These are the key concepts you need to understand to accurately answer the question.

Cross-Price Elasticity and Its Role
Cross-price elasticity examines how the demand for one product is affected by a change in the price of another product. In terms of our exercise, it is crucial because it helps understand the link between the price of sterile needles and the demand for drugs. When we say cross-price elasticity is low, it means that changing the price (or making sterile needles free) won't make a huge difference in how much drugs people consume. This allows public health officials to provide sterile needles without significantly increasing drug use.

On the other hand, if cross-price elasticity is high, reducing the price of needles could lead people to buy more drugs, since they feel less risky about their health when using drugs. In essence, understanding cross-price elasticity helps in predicting user behavior and potential consequences of pricing policies.
Demand Responsiveness and Public Policy
Demand responsiveness, often referred to as the price elasticity of demand, indicates how much the demand for a product changes when its price changes. If demand is highly elastic (elasticity greater than 1), people will buy significantly more as the price drops. Applying this to sterile needles, if these are made free, demand could drastically rise, making it a potent public health tool.
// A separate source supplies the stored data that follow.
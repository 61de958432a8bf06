// src/config.rs
//! Configuration stored as JSON in the user's config directory

use crate::{
    error::{Result, TrailError},
    gps::{FixSource, LocationRequest},
    render::DEFAULT_ZOOM,
};
use serde::{Deserialize, Serialize};
use std::{
    path::{Path, PathBuf},
    time::Duration,
};

#[derive(Debug, Clone, PartialEq, Serialize, Deserialize)]
#[serde(default)]
pub struct TrailConfig {
    pub source_type: String, // "serial", "gpsd", "replay"
    pub serial_port: Option<String>,
    pub serial_baudrate: Option<u32>,
    pub gpsd_host: Option<String>,
    pub gpsd_port: Option<u16>,
    pub replay_path: Option<PathBuf>,
    pub replay_pace_ms: Option<u64>,
    pub request: LocationRequest,
    pub zoom: f32,
    pub notify_on_fix: bool,
    pub output: String, // "terminal", "json"
}

impl Default for TrailConfig {
    fn default() -> Self {
        Self::platform_default()
    }
}

impl TrailConfig {
    /// Get platform-specific default configuration
    pub fn platform_default() -> Self {
        Self {
            source_type: "gpsd".to_string(),
            serial_port: None,
            serial_baudrate: Some(9600),
            gpsd_host: Some("localhost".to_string()),
            gpsd_port: Some(2947),
            replay_path: None,
            replay_pace_ms: None,
            request: LocationRequest::default(),
            zoom: DEFAULT_ZOOM,
            notify_on_fix: true,
            output: "terminal".to_string(),
        }
    }

    /// Load configuration from the default location, falling back to
    /// defaults when no file exists yet
    pub fn load() -> Result<Self> {
        Self::load_from(&Self::get_config_path()?)
    }

    /// Save configuration to the default location
    pub fn save(&self) -> Result<()> {
        self.save_to(&Self::get_config_path()?)
    }

    pub fn load_from(path: &Path) -> Result<Self> {
        if !path.exists() {
            log::debug!("No config at {}, using defaults", path.display());
            return Ok(Self::platform_default());
        }

        let contents = std::fs::read_to_string(path)
            .map_err(|e| TrailError::Config(format!("Failed to read config file: {}", e)))?;

        let config: Self = serde_json::from_str(&contents)
            .map_err(|e| TrailError::Config(format!("Failed to parse config file: {}", e)))?;

        Ok(config)
    }

    pub fn save_to(&self, path: &Path) -> Result<()> {
        // Create config directory if it doesn't exist
        if let Some(parent) = path.parent() {
            std::fs::create_dir_all(parent)
                .map_err(|e| TrailError::Config(format!("Failed to create config directory: {}", e)))?;
        }

        let contents = serde_json::to_string_pretty(self)?;

        std::fs::write(path, contents)
            .map_err(|e| TrailError::Config(format!("Failed to write config file: {}", e)))?;

        log::info!("Saved config to {}", path.display());
        Ok(())
    }

    /// `$HOME/.config/gps-trail/config.json`, or `%APPDATA%\gps-trail\config.json`
    pub fn get_config_path() -> Result<PathBuf> {
        if let Ok(home) = std::env::var("HOME") {
            return Ok(PathBuf::from(home).join(".config").join("gps-trail").join("config.json"));
        }
        if let Ok(appdata) = std::env::var("APPDATA") {
            return Ok(PathBuf::from(appdata).join("gps-trail").join("config.json"));
        }
        Err(TrailError::Config("Neither HOME nor APPDATA is set".to_string()))
    }

    /// Update configuration with new source settings
    pub fn update_source(&mut self, source_type: &str) {
        self.source_type = source_type.to_string();
    }

    /// Update serial port settings
    pub fn update_serial(&mut self, port: String, baudrate: u32) {
        self.source_type = "serial".to_string();
        self.serial_port = Some(port);
        self.serial_baudrate = Some(baudrate);
    }

    /// Update gpsd settings
    pub fn update_gpsd(&mut self, host: String, port: u16) {
        self.source_type = "gpsd".to_string();
        self.gpsd_host = Some(host);
        self.gpsd_port = Some(port);
    }

    /// Update replay settings
    pub fn update_replay(&mut self, path: PathBuf, pace_ms: Option<u64>) {
        self.source_type = "replay".to_string();
        self.replay_path = Some(path);
        self.replay_pace_ms = pace_ms;
    }

    /// Build the fix source this configuration describes
    pub fn fix_source(&self) -> Result<FixSource> {
        match self.source_type.as_str() {
            "serial" => {
                let port = self
                    .serial_port
                    .clone()
                    .ok_or_else(|| TrailError::Config("Serial source needs a port".to_string()))?;
                Ok(FixSource::Serial {
                    port,
                    baudrate: self.serial_baudrate.unwrap_or(9600),
                })
            }
            "gpsd" => Ok(FixSource::Gpsd {
                host: self.gpsd_host.clone().unwrap_or_else(|| "localhost".to_string()),
                port: self.gpsd_port.unwrap_or(2947),
            }),
            "replay" => {
                let path = self
                    .replay_path
                    .clone()
                    .ok_or_else(|| TrailError::Config("Replay source needs a file".to_string()))?;
                Ok(FixSource::Replay {
                    path,
                    pace: self.replay_pace_ms.map(Duration::from_millis),
                })
            }
            other => Err(TrailError::Config(format!("Unknown source type: {}", other))),
        }
    }
}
Alternatively, if demand is inelastic (elasticity less than 1), even if needles become free, there might not be enough of an increase in their use to impact disease rates effectively. Therefore, policy-makers need to gauge this responsiveness to know if reducing the price of needles can effectively curb the spread of diseases like HIV/AIDS through shared needles.
Public Health Policy Implications
Public health policies, like distributing free sterile needles, revolve around balancing their potential benefits against unintended adverse effects. The primary goal is tackling issues such as the spread of HIV/AIDS while minimizing the possibility of encouraging drug use. When applied wisely, such policies can reduce health risks substantially, as fewer people share needles, lowering infection rates.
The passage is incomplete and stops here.